Four children died during treatment as serum samples were collected for subsequent tests in Kathmandu and Bangkok that confirmed a scrub typhus outbreak. By the end of the year, 101 cases were confirmed in 16 districts and four more people succumbed to the disease.
“Nepal had never reported so many cases of scrub typhus at once and we also lacked specialists to deal with the disease,” former director at the division, Dr Baburam Marasini told the Post.
“After entomologists from the World Health Organisation and an expert from India arrived, a surveillance system was set up across the country, specially in the area the six children came from.”
The magnitude of the outbreak escalated in 2016—831 cases of scrub typhus were reported in 47 districts and 14 people died by the end of that year. Scrub typhus, also known as bush typhus is an infectious disease that is caused by the parasite Orientia tsutsugamushi, a mite-borne bacterium, and spreads in the human body after they are bitten by infected chiggers (larval mites) found in mice.

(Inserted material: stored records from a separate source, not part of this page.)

//! The sides of an axis-aligned rectangle.

use array_map::Indexable;
use serde::{Deserialize, Serialize};

use crate::dir::Dir;

/// An enumeration of the sides of an axis-aligned rectangle.
///
/// Sides are named in the y-down grid convention:
/// [`Side::Top`] is the side with the smallest y-coordinate,
/// and [`Side::Bottom`] is the side with the largest y-coordinate.
#[derive(Debug, Clone, Copy, Serialize, Deserialize, Hash, PartialEq, Eq)]
#[repr(u8)]
#[derive(Indexable)]
pub enum Side {
    /// The left side.
    Left,
    /// The bottom side.
    Bottom,
    /// The right side.
    Right,
    /// The top side.
    Top,
}

impl Side {
    /// All four sides.
    pub const ALL: [Side; 4] = [Side::Left, Side::Bottom, Side::Right, Side::Top];

    /// Gets the direction of the coordinate corresponding to this side.
    ///
    /// Top and bottom edges are y-coordinates, so they are on the **vertical** axis.
    /// Left and right edges are x-coordinates, so they are on the **horizontal** axis.
    ///
    /// Also see [`Side::edge_dir`].
    pub const fn coord_dir(&self) -> Dir {
        use Dir::*;
        use Side::*;
        match self {
            Top | Bottom => Vert,
            Left | Right => Horiz,
        }
    }

    /// Gets the direction of the edge corresponding to this side.
    ///
    /// Top and bottom edges are **horizontal** line segments;
    /// left and right edges are **vertical** line segments.
    ///
    /// Also see [`Side::coord_dir`].
    pub const fn edge_dir(&self) -> Dir {
        use Dir::*;
        use Side::*;
        match self {
            Top | Bottom => Horiz,
            Left | Right => Vert,
        }
    }

    /// Returns the opposite side.
    ///
    /// # Example
    ///
    /// ```
    /// # use gridrect::prelude::*;
    /// assert_eq!(Side::Top.opposite(), Side::Bottom);
    /// assert_eq!(Side::Left.opposite(), Side::Right);
    /// ```
    pub const fn opposite(&self) -> Self {
        match self {
            Side::Top => Side::Bottom,
            Side::Right => Side::Left,
            Side::Bottom => Side::Top,
            Side::Left => Side::Right,
        }
    }
}

impl std::ops::Not for Side {
    type Output = Self;
    /// Returns the opposite side.
    fn not(self) -> Self::Output {
        self.opposite()
    }
}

Authorities have confirmed 1,435 people infected with scrub typhus across the country since then. Ten people have died till date. Scrub typhus continues to rise and spread to the hills and mountains as temperatures become more favourable for parasites, epidemiologists warned.
Shukraraj Tropical and Infectious Disease Hospital Chief Consultant Dr Anup Bastola said, “The earthquake rendered many people homeless and forced them to live in temporary shelters where they might have acquired scrub typhus because of rodent infestation.

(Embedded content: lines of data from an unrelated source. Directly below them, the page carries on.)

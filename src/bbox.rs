//! Axis-aligned rectangular bounding boxes.

use impl_trait_for_tuples::impl_for_tuples;

use crate::edge::Edge;
use crate::point::Point;
use crate::rect::Rect;
use crate::union::BoundingUnion;

/// A geometric shape that has a bounding box.
///
/// # Examples
///
/// ```
/// # use gridrect::prelude::*;
/// let rect = Rect::new(0, 0, 100, 200);
/// assert_eq!(rect.bbox(), Some(Rect::new(0, 0, 100, 200)));
/// let point = Point::new(50, 70);
/// assert_eq!(point.bbox(), Some(Rect::new(50, 70, 0, 0)));
/// ```
pub trait Bbox {
    /// Computes the axis-aligned rectangular bounding box.
    ///
    /// If empty, this method should return `None`.
    /// Note that points and zero-area rectangles are not empty:
    /// these shapes contain a single point, and their bounding box
    /// implementations will return `Some(_)`.
    fn bbox(&self) -> Option<Rect>;
}

impl Bbox for Rect {
    fn bbox(&self) -> Option<Rect> {
        Some(*self)
    }
}

impl Bbox for Point {
    fn bbox(&self) -> Option<Rect> {
        Some(Rect::from_point(*self))
    }
}

impl Bbox for Edge {
    fn bbox(&self) -> Option<Rect> {
        let (s, e) = (self.start(), self.end());
        Some(Rect::from_bounds(
            s.x.min(e.x),
            s.y.min(e.y),
            s.x.max(e.x),
            s.y.max(e.y),
        ))
    }
}

impl<T> Bbox for &T
where
    T: Bbox,
{
    fn bbox(&self) -> Option<Rect> {
        T::bbox(*self)
    }
}

#[impl_for_tuples(32)]
impl Bbox for TupleIdentifier {
    #[allow(clippy::let_and_return)]
    fn bbox(&self) -> Option<Rect> {
        let mut bbox = None;
        for_tuples!( #( bbox = bbox.bounding_union(&TupleIdentifier.bbox()); )* );
        bbox
    }
}

impl<T: Bbox> Bbox for Vec<T> {
    fn bbox(&self) -> Option<Rect> {
        let mut bbox = None;
        for item in self {
            bbox = bbox.bounding_union(&item.bbox());
        }
        bbox
    }
}

impl Bbox for Option<Rect> {
    fn bbox(&self) -> Option<Rect> {
        *self
    }
}

#[cfg(test)]
mod tests {
    use crate::prelude::*;

    #[test]
    fn bbox_works_for_tuples() {
        let tuple = (Rect::new(0, 0, 100, 200), Rect::new(-50, 20, 140, 230));
        assert_eq!(tuple.bbox(), Some(Rect::new(-50, 0, 150, 250)));
    }

    #[test]
    fn bbox_works_for_vecs() {
        let v = vec![Rect::new(0, 0, 100, 200), Rect::new(-50, 20, 140, 230)];
        assert_eq!(v.bbox(), Some(Rect::new(-50, 0, 150, 250)));
    }

    #[test]
    fn bbox_works_for_intersection_points() {
        let a = Rect::new(0, 0, 5, 5);
        let b = Rect::new(2, 2, 5, 5);
        let points = a.intersection(&b);
        assert_eq!(points.bbox(), Some(Rect::new(2, 2, 3, 3)));
    }

    #[test]
    fn bbox_works_for_edges() {
        let edge = Edge::new(Point::new(5, 0), Point::new(5, 7));
        assert_eq!(edge.bbox(), Some(Rect::new(5, 0, 0, 7)));
    }
}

“On checking the background of most of our patients diagnosed with the disease, we see that they are still living in temporary shelters.”
Dr Bastola is one of the authors of the report on the outbreak of scrub typhus in the aftermath of earthquake in Nepal. The report says over 60 percent of the patients admitted and diagnosed with scrub typhus at Sukraraj Hospital from August to October 2015 came from Dhading district, followed by Nuwakot, Sarlahi, Kavre and Parsa. The earthquake in 2015 devastated all districts except Sarlahi.

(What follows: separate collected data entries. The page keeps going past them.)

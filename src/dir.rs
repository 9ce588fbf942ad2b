//! Axis-aligned directions: horizontal or vertical.

use std::fmt::Display;

use serde::{Deserialize, Serialize};

/// An enumeration of axis-aligned directions.
#[derive(Debug, Clone, Copy, Serialize, Deserialize, Hash, PartialEq, Eq)]
pub enum Dir {
    /// The horizontal, or x-aligned, direction.
    Horiz,
    /// The vertical, or y-aligned, direction.
    Vert,
}

impl Dir {
    /// Returns the other direction.
    ///
    /// # Example
    ///
    /// ```
    /// # use gridrect::prelude::*;
    /// assert_eq!(Dir::Vert.other(), Dir::Horiz);
    /// assert_eq!(Dir::Horiz.other(), Dir::Vert);
    /// ```
    pub const fn other(&self) -> Self {
        match *self {
            Self::Horiz => Self::Vert,
            Self::Vert => Self::Horiz,
        }
    }
}

impl Display for Dir {
    /// Displays the direction in a human-readable format.
    ///
    /// Currently, [`Dir::Horiz`] becomes `horizontal`;
    /// [`Dir::Vert`] becomes `vertical`.
    /// However, users should not rely on these particular strings.
    ///
    /// # Example
    ///
    /// ```
    /// # use gridrect::prelude::*;
    /// assert_eq!(format!("{}", Dir::Horiz), "horizontal");
    /// assert_eq!(format!("{}", Dir::Vert), "vertical");
    /// ```
    fn fmt(&self, f: &mut std::fmt::Formatter<'_>) -> std::fmt::Result {
        match *self {
            Self::Horiz => write!(f, "horizontal"),
            Self::Vert => write!(f, "vertical"),
        }
    }
}

impl std::ops::Not for Dir {
    type Output = Self;
    /// Returns the other direction.
    ///
    /// # Example
    ///
    /// ```
    /// # use gridrect::prelude::*;
    /// assert_eq!(!Dir::Vert, Dir::Horiz);
    /// assert_eq!(!Dir::Horiz, Dir::Vert);
    /// ```
    fn not(self) -> Self::Output {
        self.other()
    }
}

A 2017 report by the National Health Research Council reveals the highest incidence of the disease in Chitwan district, with 34.4 percent of the total patients diagnosed with scrub typhus from the period of January to October.
The council’s report clearly indicates scrub typhus as a re-emerging disease problem in Nepal. The disease infected children and young adults the most followed by women-more than half of the cases in Chitwan were below 30 years of age, of that 14.5% were children below 10 years of age.
"The incidence of the disease is higher among women and children because of their exposure to vegetation. The outbreak was similar in 2015 while many people were living in temporary shelters,” said Dr Marasini.
Division Vector Control Inspector Rajendra Mishra told the Post, “Rodents in Chitwan still test positive for chigger mites and the risks are higher for people in Chitwan because most of them are involved in agriculture.”
Symptoms of scrub typhus include fever with chills, head and body aches, muscle pain, dark scab-like regions on the bitten spot, mental changes, enlarged lymph nodes and rashes.Sukraraj Hospital Chief Medical Officer Dr Sher Bahadur Pun, told the Post, “The disease can affect kidney, liver, and brain and lungs as well. If not treated early, it can even claim lives.
“People working in agricultural sector should use clothes to cover their entire body. People should avoid areas with lots of vegetation and bushes where mites may be found.”